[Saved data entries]
══════════

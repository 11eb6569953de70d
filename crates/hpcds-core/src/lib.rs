#![warn(missing_docs)]
//! # hpcds-core
//!
//! ## Purpose
//! Typed representation of one dataset's geometry and metadata, and the
//! derived queries every other `hpcds-*` crate builds block addressing on.
//!
//! ## Responsibilities
//! - Parse the server's metadata document into [`DatasetProperties`].
//! - Answer block/image geometry queries per resolution level.
//! - Define the closed [`VoxelType`] enumeration and its element-size table.
//!
//! ## Data flow
//! Metadata document (JSON) -> [`parse_properties`] -> [`DatasetProperties`]
//! -> geometry queries consumed by `hpcds-planner` and `hpcds-client`.
//!
//! ## Ownership and lifetimes
//! `DatasetProperties` is immutable once returned and cheap to clone; it
//! carries no borrowed data and no handle to the transport that fetched it.
//!
//! ## Error model
//! Structurally invalid JSON is the only hard parse failure
//! ([`CoreError::Codec`]); missing or malformed individual fields are logged
//! and recovered into zero/empty defaults so callers can still inspect a
//! well-formed (if partially empty) properties record.

mod error;
mod parse;
mod properties;
mod resolution;
mod vector3;
mod voxel;

pub use error::CoreError;
pub use parse::parse_properties;
pub use properties::DatasetProperties;
pub use resolution::{ResolutionLevel, ResolutionUnit};
pub use vector3::Vector3;
pub use voxel::VoxelType;
#![warn(missing_docs)]
//! # hpcds-client
//!
//! ## Purpose
//! The caller-facing surface: [`View`] for a bound selector context and
//! [`DatasetClient`] as the multi-image entry point, including the
//! pyramid-write operation.
//!
//! ## Responsibilities
//! - Validate selectors and coordinates before any network I/O.
//! - Plan and execute batched reads/writes via `hpcds-planner` and
//!   `hpcds-transport`, decoding/encoding through `hpcds-codec`.
//! - Derive dataset and session URLs per the server's addressing
//!   convention.
//! - Drive the pyramid write: one full-resolution upload plus one
//!   resampled upload per other declared level.
//!
//! ## Data flow
//! `DatasetClient::get_view` fetches [`hpcds_core::DatasetProperties`] and
//! returns a [`View`]; every read/write method on `View` re-validates the
//! view's selectors, resolves a session URL via `hpcds-session`, plans
//! batches via `hpcds-planner`, and issues requests via `hpcds-transport`.
//!
//! ## Ownership and lifetimes
//! `View` holds its transport behind an `Arc<dyn BlockTransport>` and its
//! properties snapshot behind an `Arc<DatasetProperties>`; it owns no
//! resource requiring explicit release.
//!
//! ## Error model
//! [`ClientError`] aggregates every collaborator's error type plus the
//! selector/coordinate/type validation failures that only this layer can
//! detect.

mod client;
mod error;
mod free_fn;
mod metadata;
mod offset_view;
mod resample;
mod url;
mod view;

pub use client::DatasetClient;
pub use error::ClientError;
pub use free_fn::{Selectors, read_image, write_image};
pub use resample::{NearestNeighbourResampler, Resampler, SamplingMode};
pub use url::dataset_url;
pub use view::View;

══════════

### What is expected
Once you have read the records above, please copy them out exactly.

### Task output
repository 11eb6569953de70d
filename crates/hpcds-core/src/lib.rs
#![warn(missing_docs)]
//! # hpcds-core
//!
//! ## Purpose
//! Typed representation of one dataset's geometry and metadata, and the
//! derived queries every other `hpcds-*` crate builds block addressing on.
//!
//! ## Responsibilities
//! - Parse the server's metadata document into [`DatasetProperties`].
//! - Answer block/image geometry queries per resolution level.
//! - Define the closed [`VoxelType`] enumeration and its element-size table.
//!
//! ## Data flow
//! Metadata document (JSON) -> [`parse_properties`] -> [`DatasetProperties`]
//! -> geometry queries consumed by `hpcds-planner` and `hpcds-client`.
//!
//! ## Ownership and lifetimes
//! `DatasetProperties` is immutable once returned and cheap to clone; it
//! carries no borrowed data and no handle to the transport that fetched it.
//!
//! ## Error model
//! Structurally invalid JSON is the only hard parse failure
//! ([`CoreError::Codec`]); missing or malformed individual fields are logged
//! and recovered into zero/empty defaults so callers can still inspect a
//! well-formed (if partially empty) properties record.

mod error;
mod parse;
mod properties;
mod resolution;
mod vector3;
mod voxel;

pub use error::CoreError;
pub use parse::parse_properties;
pub use properties::DatasetProperties;
pub use resolution::{ResolutionLevel, ResolutionUnit};
pub use vector3::Vector3;
pub use voxel::VoxelType;
#![warn(missing_docs)]
//! # hpcds-client
//!
//! ## Purpose
//! The caller-facing surface: [`View`] for a bound selector context and
//! [`DatasetClient`] as the multi-image entry point, including the
//! pyramid-write operation.
//!
//! ## Responsibilities
//! - Validate selectors and coordinates before any network I/O.
//! - Plan and execute batched reads/writes via `hpcds-planner` and
//!   `hpcds-transport`, decoding/encoding through `hpcds-codec`.
//! - Derive dataset and session URLs per the server's addressing
//!   convention.
//! - Drive the pyramid write: one full-resolution upload plus one
//!   resampled upload per other declared level.
//!
//! ## Data flow
//! `DatasetClient::get_view` fetches [`hpcds_core::DatasetProperties`] and
//! returns a [`View`]; every read/write method on `View` re-validates the
//! view's selectors, resolves a session URL via `hpcds-session`, plans
//! batches via `hpcds-planner`, and issues requests via `hpcds-transport`.
//!
//! ## Ownership and lifetimes
//! `View` holds its transport behind an `Arc<dyn BlockTransport>` and its
//! properties snapshot behind an `Arc<DatasetProperties>`; it owns no
//! resource requiring explicit release.
//!
//! ## Error model
//! [`ClientError`] aggregates every collaborator's error type plus the
//! selector/coordinate/type validation failures that only this layer can
//! detect.

mod client;
mod error;
mod free_fn;
mod metadata;
mod offset_view;
mod resample;
mod url;
mod view;

pub use client::DatasetClient;
pub use error::ClientError;
pub use free_fn::{Selectors, read_image, write_image};
pub use resample::{NearestNeighbourResampler, Resampler, SamplingMode};
pub use url::dataset_url;
pub use view::View;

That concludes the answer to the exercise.